As soon as my grandmother could no longer care for herself independently, as soon as the balance of power tipped and my Nan became the one who needed looking after, my mother’s behaviour turned volatile.
It was as though the dependency itself had flicked a switch in her.
She was no longer the daughter. She was the mother again, and she mothered my grandmother the only way she knew how, which is to say badly, impatiently, with resentment simmering beneath care.
And watching it from the outside , I recognised something that turned my stomach.
The impatience, the volatility, the barely concealed resentment of being needed, it was not new.
She had treated us children in exactly the same way.
The same sighing exasperation, the same fury at being relied upon, the same ability to make you feel that your very existence was an inconvenience she had not signed up for.
The feelings that were created by my grandmother’s dependency had simply revealed what had always been there, the same raw, unprocessed wound, reaching out in every direction, striking whoever was closest and most vulnerable.
First her children. Now her own mother.
But then I thought of my mother, how she herself was treated by my grandmother when she was small.
And I saw it clearly, this awful, turning wheel.
Generation after generation, the same wound passed down in different hands.
The very dynamic that had damaged my mother as a child was now reversed and replayed, and it did my grandmother no good at all.
To be old, to be ill, to be frightened, and to find yourself back in the hands of someone who handles you the way they themselves were once handled, that is a particular kind of cruelty, even when it is not deliberate.
Then I thought of all my ancestors.
Women who were not mother material, who never truly wanted to be mothers and were never any good at it, but whom society and its rigid norms forced to breed regardless.
They did not know, how could they have known, that somewhere down the line, a woman like me would arrive and inherit the accumulated weight of every one of them, seven-fold.
Their unresolved grief, their unloved existence, their quiet desperation, all of it compounding, gathering mass with each generation, until it landed squarely on my and my sister’s shoulders.
And here I am, trying to walk with a straight back, doubling over beneath the misery of every women who came before me in my line, wondering for years why my life felt as though it were sliding endlessly downhill.
Nobody placed the right tools in my hands in time. Nobody warned me, ‘B, this will be hard, you must be careful, you must set the weight down before it crushes you.’
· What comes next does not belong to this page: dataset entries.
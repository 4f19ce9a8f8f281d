//! Capability-based filesystem helpers for whole-blob persistence.
//!
//! Storage backends keep each value in a single file and rewrite it in full on
//! every save. These helpers wrap `cap-std` and `camino` so callers never touch
//! `std::fs` directly.
#![forbid(unsafe_code)]

use camino::{Utf8Path, Utf8PathBuf};
use cap_std::{ambient_authority, fs_utf8};
use std::io;
use std::path::Component;

/// Suffix appended to the target file name while a write is in flight.
const TEMP_SUFFIX: &str = ".tmp";

/// Open the parent directory of `path` and return it with the file name.
pub fn open_dir_and_file(path: &Utf8Path) -> io::Result<(fs_utf8::Dir, String)> {
    let parent = match path.parent() {
        Some(parent) if !parent.as_str().is_empty() => parent,
        _ => Utf8Path::new("."),
    };
    let file_name = path
        .file_name()
        .ok_or_else(|| io::Error::other("target should include a file name"))?
        .to_owned();
    let dir = fs_utf8::Dir::open_ambient_dir(parent, ambient_authority())?;
    Ok((dir, file_name))
}

/// Read the whole file at `path`.
///
/// Returns `Ok(None)` when the file or its parent directory does not exist, so
/// a store that has never been written reads as empty.
pub fn read_to_string_if_exists(path: &Utf8Path) -> io::Result<Option<String>> {
    let (dir, name) = match open_dir_and_file(path) {
        Ok(opened) => opened,
        Err(err) if err.kind() == io::ErrorKind::NotFound => return Ok(None),
        Err(err) => return Err(err),
    };
    match dir.read_to_string(name.as_str()) {
        Ok(contents) => Ok(Some(contents)),
        Err(err) if err.kind() == io::ErrorKind::NotFound => Ok(None),
        Err(err) => Err(err),
    }
}

/// Replace the file at `path` with `contents`.
///
/// The bytes land in a sibling temporary file first and are renamed over the
/// target, so readers see either the old blob or the new one.
pub fn write_atomic(path: &Utf8Path, contents: &[u8]) -> io::Result<()> {
    ensure_parent_dir(path)?;
    let (dir, name) = open_dir_and_file(path)?;
    let temp_name = format!("{name}{TEMP_SUFFIX}");
    dir.write(temp_name.as_str(), contents)?;
    if let Err(err) = dir.rename(temp_name.as_str(), &dir, name.as_str()) {
        // Best effort: a stale temp file is harmless but untidy.
        let _cleanup = dir.remove_file(temp_name.as_str());
        return Err(err);
    }
    Ok(())
}

/// Create `path` and any missing ancestors as directories.
pub fn ensure_dir(path: &Utf8Path) -> io::Result<()> {
    if path.as_str().is_empty() || path == Utf8Path::new("/") {
        return Ok(());
    }
    let (base_dir, relative) = base_dir_and_relative(path)?;
    if relative.as_str().is_empty() {
        return Ok(());
    }
    base_dir.create_dir_all(&relative)
}

/// Ensure the parent directory for `path` exists, handling absolute paths safely for cap-std.
pub fn ensure_parent_dir(path: &Utf8Path) -> io::Result<()> {
    match path.parent() {
        Some(parent) => ensure_dir(parent),
        None => Ok(()),
    }
}

/// Return whether anything exists at `path`.
pub fn path_exists(path: &Utf8Path) -> io::Result<bool> {
    let (dir, name) = match open_dir_and_file(path) {
        Ok(opened) => opened,
        Err(err) if err.kind() == io::ErrorKind::NotFound => return Ok(false),
        Err(err) => return Err(err),
    };
    match dir.metadata(name.as_str()) {
        Ok(_) => Ok(true),
        Err(err) if err.kind() == io::ErrorKind::NotFound => Ok(false),
        Err(err) => Err(err),
    }
}

/// Return whether a path exists and is a directory.
pub fn dir_exists(path: &Utf8Path) -> io::Result<bool> {
    let (dir, name) = match open_dir_and_file(path) {
        Ok(opened) => opened,
        Err(err) if err.kind() == io::ErrorKind::NotFound => return Ok(false),
        Err(err) => return Err(err),
    };
    match dir.metadata(name.as_str()) {
        Ok(meta) => Ok(meta.is_dir()),
        Err(err) if err.kind() == io::ErrorKind::NotFound => Ok(false),
        Err(err) => Err(err),
    }
}

/// Split an absolute or relative path into an ambient base directory and a relative suffix.
pub fn base_dir_and_relative(path: &Utf8Path) -> io::Result<(fs_utf8::Dir, Utf8PathBuf)> {
    let std_path = path.as_std_path();

    let (base, relative) = match std_path.components().next() {
        // Windows absolute path with a drive or UNC prefix.
        Some(Component::Prefix(prefix)) => {
            let prefix_str = prefix
                .as_os_str()
                .to_str()
                .ok_or_else(|| io::Error::other("non-UTF-8 path prefix"))?;

            let base = Utf8PathBuf::from(prefix_str).join(std::path::MAIN_SEPARATOR.to_string());
            let relative = std_path
                .strip_prefix(base.as_std_path())
                .or_else(|_| std_path.strip_prefix(prefix.as_os_str()))
                .map_err(|_| io::Error::other("failed to strip prefix from path"))?
                .to_path_buf();
            (base, relative)
        }
        // Unix-style absolute path.
        Some(Component::RootDir) => {
            let base = Utf8PathBuf::from(std::path::MAIN_SEPARATOR.to_string());
            let relative = std_path
                .strip_prefix(base.as_std_path())
                .map_err(|_| io::Error::other("failed to strip root from absolute path"))?
                .to_path_buf();
            (base, relative)
        }
        _ => (Utf8PathBuf::from("."), std_path.to_path_buf()),
    };

    let dir = fs_utf8::Dir::open_ambient_dir(&base, ambient_authority())?;
    let relative_utf8 =
        Utf8PathBuf::from_path_buf(relative).map_err(|_| io::Error::other("non-UTF-8 path"))?;

    Ok((dir, relative_utf8))
}
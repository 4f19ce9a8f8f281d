//! Entry point for the `waterpoint` command-line interface.
#![forbid(unsafe_code)]

use waterpoint_cli::{CliError, run};

fn main() {
    env_logger::Builder::from_env(env_logger::Env::default().default_filter_or("warn")).init();
    match run() {
        Ok(()) => {}
        Err(CliError::ArgumentParsing(err)) => err.exit(),
        Err(err) => {
            eprintln!("waterpoint: {err}");
            std::process::exit(1);
        }
    }
}
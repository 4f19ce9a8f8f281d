//! Command-line front end for the water point registry.
//!
//! Each subcommand stands in for one screen of the mobile application: it
//! resolves its options, checks user input, calls the store, and renders the
//! result as text on the supplied writer.
#![forbid(unsafe_code)]

use std::io::Write;

use camino::{Utf8Path, Utf8PathBuf};
use chrono::{DateTime, Utc};
use clap::{Parser, Subcommand};
use waterpoint_core::{
    Clock, FileStorage, FixedLocation, Location, LocationProvider, SystemClock, WaterPointId,
    WaterPointStore,
};

mod browse;
mod detail;
mod edit;
mod error;
mod feedback;
mod render;

pub use error::CliError;

use browse::ListArgs;
use detail::{MapLinkArgs, ShowArgs};
use edit::{AddArgs, DeleteArgs, UpdateArgs};
use feedback::{RateArgs, ReportArgs};

pub(crate) const ARG_DATA_DIR: &str = "data-dir";
pub(crate) const ARG_ID: &str = "id";
pub(crate) const ARG_NAME: &str = "name";
pub(crate) const ARG_DISTRICT: &str = "district";
pub(crate) const ARG_PRICE: &str = "price";
pub(crate) const ARG_DESCRIPTION: &str = "description";
pub(crate) const ARG_STARS: &str = "stars";
pub(crate) const ENV_SHOW_ID: &str = "WATERPOINT_CMDS_SHOW_ID";
pub(crate) const ENV_UPDATE_ID: &str = "WATERPOINT_CMDS_UPDATE_ID";
pub(crate) const ENV_DELETE_ID: &str = "WATERPOINT_CMDS_DELETE_ID";
pub(crate) const ENV_REPORT_ID: &str = "WATERPOINT_CMDS_REPORT_ID";
pub(crate) const ENV_RATE_ID: &str = "WATERPOINT_CMDS_RATE_ID";
pub(crate) const ENV_MAP_LINK_ID: &str = "WATERPOINT_CMDS_MAP_LINK_ID";
pub(crate) const ENV_ADD_NAME: &str = "WATERPOINT_CMDS_ADD_NAME";
pub(crate) const ENV_ADD_DISTRICT: &str = "WATERPOINT_CMDS_ADD_DISTRICT";
pub(crate) const ENV_ADD_PRICE: &str = "WATERPOINT_CMDS_ADD_PRICE";
pub(crate) const ENV_REPORT_DESCRIPTION: &str = "WATERPOINT_CMDS_REPORT_DESCRIPTION";
pub(crate) const ENV_RATE_STARS: &str = "WATERPOINT_CMDS_RATE_STARS";

/// Data directory used when none is configured.
pub const DEFAULT_DATA_DIR: &str = "waterpoint-data";

/// Store type every command runs against in production.
pub(crate) type FileStore = WaterPointStore<FileStorage, SystemClock>;

/// Run the CLI with the current process arguments and environment.
pub fn run() -> Result<(), CliError> {
    let cli = Cli::try_parse().map_err(CliError::ArgumentParsing)?;
    let mut stdout = std::io::stdout().lock();
    dispatch(cli.command, &mut stdout)
}

fn dispatch(command: Command, out: &mut dyn Write) -> Result<(), CliError> {
    match command {
        Command::List(args) => browse::run_list(args, out),
        Command::Add(args) => edit::run_add(args, out),
        Command::Show(args) => detail::run_show(args, out),
        Command::Update(args) => edit::run_update(args, out),
        Command::Delete(args) => edit::run_delete(args, out),
        Command::Report(args) => feedback::run_report(args, out),
        Command::Rate(args) => feedback::run_rate(args, out),
        Command::MapLink(args) => detail::run_map_link(args, out),
    }
}

#[derive(Debug, Parser)]
#[command(
    name = "waterpoint",
    about = "Find, add, rate and report community water points",
    version
)]
struct Cli {
    #[command(subcommand)]
    command: Command,
}

#[derive(Debug, Subcommand)]
enum Command {
    /// List water points, optionally filtered or sorted.
    List(ListArgs),
    /// Register a new water point.
    Add(AddArgs),
    /// Show one water point with its recent reports.
    Show(ShowArgs),
    /// Edit fields of a water point.
    Update(UpdateArgs),
    /// Remove a water point permanently.
    Delete(DeleteArgs),
    /// Report a problem at a water point.
    Report(ReportArgs),
    /// Rate a water point from 1 to 5 stars.
    Rate(RateArgs),
    /// Print links that open a water point in a map application.
    MapLink(MapLinkArgs),
}

/// Resolve the configured data directory, falling back to the default, and
/// reject paths that exist but are not directories.
pub(crate) fn resolve_data_dir(configured: Option<Utf8PathBuf>) -> Result<Utf8PathBuf, CliError> {
    let data_dir = configured.unwrap_or_else(|| Utf8PathBuf::from(DEFAULT_DATA_DIR));
    check_data_dir(&data_dir)?;
    Ok(data_dir)
}

fn check_data_dir(path: &Utf8Path) -> Result<(), CliError> {
    let inspect = |source| CliError::InspectDataDir {
        path: path.to_path_buf(),
        source,
    };
    let exists = waterpoint_fs::path_exists(path).map_err(inspect)?;
    if exists && !waterpoint_fs::dir_exists(path).map_err(inspect)? {
        return Err(CliError::DataDirNotDirectory {
            path: path.to_path_buf(),
        });
    }
    Ok(())
}

pub(crate) fn open_store(data_dir: &Utf8Path) -> FileStore {
    WaterPointStore::new(FileStorage::new(data_dir))
}

pub(crate) fn now() -> DateTime<Utc> {
    SystemClock.now()
}

/// Turn the positional id into a [`WaterPointId`], naming `env` when absent.
pub(crate) fn require_id(id: Option<String>, env: &'static str) -> Result<WaterPointId, CliError> {
    id.map(WaterPointId::from).ok_or(CliError::MissingArgument { field: ARG_ID, env })
}

/// Combine optional coordinates into a location; both or neither must be set.
pub(crate) fn resolve_location(
    latitude: Option<f64>,
    longitude: Option<f64>,
) -> Result<Option<Location>, CliError> {
    match (latitude, longitude) {
        (Some(lat), Some(lon)) => Ok(Some(Location::checked(lat, lon)?)),
        (None, None) => Ok(None),
        _ => Err(CliError::IncompleteLocation),
    }
}

/// The device location collaborator for coordinates given on the command line.
///
/// `None` means the user has not shared a position, so nothing is asked.
pub(crate) fn location_provider(location: Option<Location>) -> Option<Box<dyn LocationProvider>> {
    location.map(|here| Box::new(FixedLocation(here)) as Box<dyn LocationProvider>)
}

#[cfg(test)]
mod tests;
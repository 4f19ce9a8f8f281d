//! Facade crate for the water point registry.
//!
//! This crate re-exports the core domain types and exposes the persistent
//! store and its storage backends behind feature flags.

#![forbid(unsafe_code)]

pub use waterpoint_core::{
    Clock, FixedClock, FixedLocation, Location, LocationError, LocationProvider, MapLink,
    NewReport, NoLocation, Platform, PointFilter, Report, ReportKind, SystemClock,
    ValidationError, WaterPoint, WaterPointId, WaterPointPatch, WaterPointStatus, apply_filter,
    format_distance, format_relative_date, haversine_distance, is_near, locate_or_none,
    rating_stars, recent_reports, status_color, status_label,
};

#[cfg(feature = "serde")]
pub use waterpoint_core::{
    MemoryStorage, Storage, StorageError, StoreError, WaterPointStore, format_iso,
};

#[cfg(feature = "store-file")]
pub use waterpoint_core::FileStorage;
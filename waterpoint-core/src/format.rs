//! Display helpers for statuses, ratings and timestamps.

use chrono::{DateTime, TimeDelta, Utc};

use crate::WaterPointStatus;

const FILLED_STAR: char = '★';
const EMPTY_STAR: char = '☆';
const MAX_STARS: usize = 5;

/// Days after which relative dates give way to a calendar date.
const RELATIVE_DAYS_LIMIT: i64 = 7;

/// Hex colour for a status badge.
#[must_use]
pub const fn status_color(status: WaterPointStatus) -> &'static str {
    match status {
        WaterPointStatus::Functional => "#4CAF50",
        WaterPointStatus::Broken => "#F44336",
        WaterPointStatus::Crowded => "#FF9800",
        WaterPointStatus::Unknown => "#9E9E9E",
    }
}

/// Human-readable status label.
#[must_use]
pub const fn status_label(status: WaterPointStatus) -> &'static str {
    match status {
        WaterPointStatus::Functional => "Functional",
        WaterPointStatus::Broken => "Broken",
        WaterPointStatus::Crowded => "Crowded",
        WaterPointStatus::Unknown => "Unknown",
    }
}

/// Five stars, the first `round(rating)` of them filled.
///
/// Ratings outside `0..=5` are clamped; non-finite ratings show no stars.
///
/// # Examples
/// ```
/// use waterpoint_core::rating_stars;
///
/// assert_eq!(rating_stars(4.2), "★★★★☆");
/// assert_eq!(rating_stars(2.5), "★★★☆☆");
/// assert_eq!(rating_stars(0.0), "☆☆☆☆☆");
/// ```
#[must_use]
pub fn rating_stars(rating: f64) -> String {
    let filled = if rating.is_finite() {
        // Clamped to 0..=5 first, so the cast cannot truncate.
        rating.round().clamp(0.0, 5.0) as usize
    } else {
        0
    };
    std::iter::repeat_n(FILLED_STAR, filled)
        .chain(std::iter::repeat_n(EMPTY_STAR, MAX_STARS - filled))
        .collect()
}

/// Describe how long ago `timestamp` was, relative to `now`.
///
/// Under a minute reads "just now", then minutes, hours and days up to a week.
/// Older timestamps are shown as a calendar date. Timestamps in the future
/// also read "just now".
///
/// # Examples
/// ```
/// use chrono::{TimeDelta, TimeZone, Utc};
/// use waterpoint_core::format_relative_date;
///
/// let now = Utc.with_ymd_and_hms(2025, 12, 1, 16, 10, 0).unwrap();
/// assert_eq!(format_relative_date(now - TimeDelta::hours(2), now), "2h ago");
/// assert_eq!(format_relative_date(now - TimeDelta::days(30), now), "2025-11-01");
/// ```
#[must_use]
pub fn format_relative_date(timestamp: DateTime<Utc>, now: DateTime<Utc>) -> String {
    let elapsed = now.signed_duration_since(timestamp);
    if elapsed < TimeDelta::minutes(1) {
        "just now".to_owned()
    } else if elapsed < TimeDelta::hours(1) {
        format!("{}m ago", elapsed.num_minutes())
    } else if elapsed < TimeDelta::days(1) {
        format!("{}h ago", elapsed.num_hours())
    } else if elapsed < TimeDelta::days(RELATIVE_DAYS_LIMIT) {
        format!("{}d ago", elapsed.num_days())
    } else {
        timestamp.format("%Y-%m-%d").to_string()
    }
}

/// [`format_relative_date`] for a raw RFC 3339 string.
///
/// Unparseable input renders as "unknown date".
#[must_use]
pub fn format_relative_date_str(timestamp: &str, now: DateTime<Utc>) -> String {
    DateTime::parse_from_rfc3339(timestamp).map_or_else(
        |_| "unknown date".to_owned(),
        |parsed| format_relative_date(parsed.with_timezone(&Utc), now),
    )
}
I had no tools because they had no tools. Just blood and suffering and toiling, pretending at family whilst they themselves barely survived.
My grandmother is free of this chain now. Free for ever, or at least until her next life. And I hope, when she returns to this Earth, she will have the choice and the clearer understanding to decide for herself whether to bring children into the world or not.
Even though I know that without all this suffering, I would probably not exist, I think I would prefer not to exist at a price like this.
Perhaps that realisation, half-conscious, half-instinct, is what led me to decide fifteen years ago, in my early twenties, that I would not continue my bloodline.
It will end with me.
Every ounce of suffering I have carried will come with me to the grave and be buried alongside me.
All the agonising depressions, all the unloved years, all the endless, turning cycles of unhappiness and regret, they will be laid with me into the soil and become one with the earth.
Finished. Dissolved. Gone.
And even though I have never been maternal, there is a love in this decision too, a fierce, protective love for another human being who does not yet exist and never will exist by me.
Because I love that unborn soul enough not to hand them this inheritance.
I love them enough not to be wanting to be saved by them.
I love them enough not to need them to fill a void, to heal a wound, to justify my existence or give my suffering a purpose.
They owe me nothing. Not even their being.
I love them enough to spare them what I was never spared.
That, I believe, is the most selfless thing a woman in my line has ever done.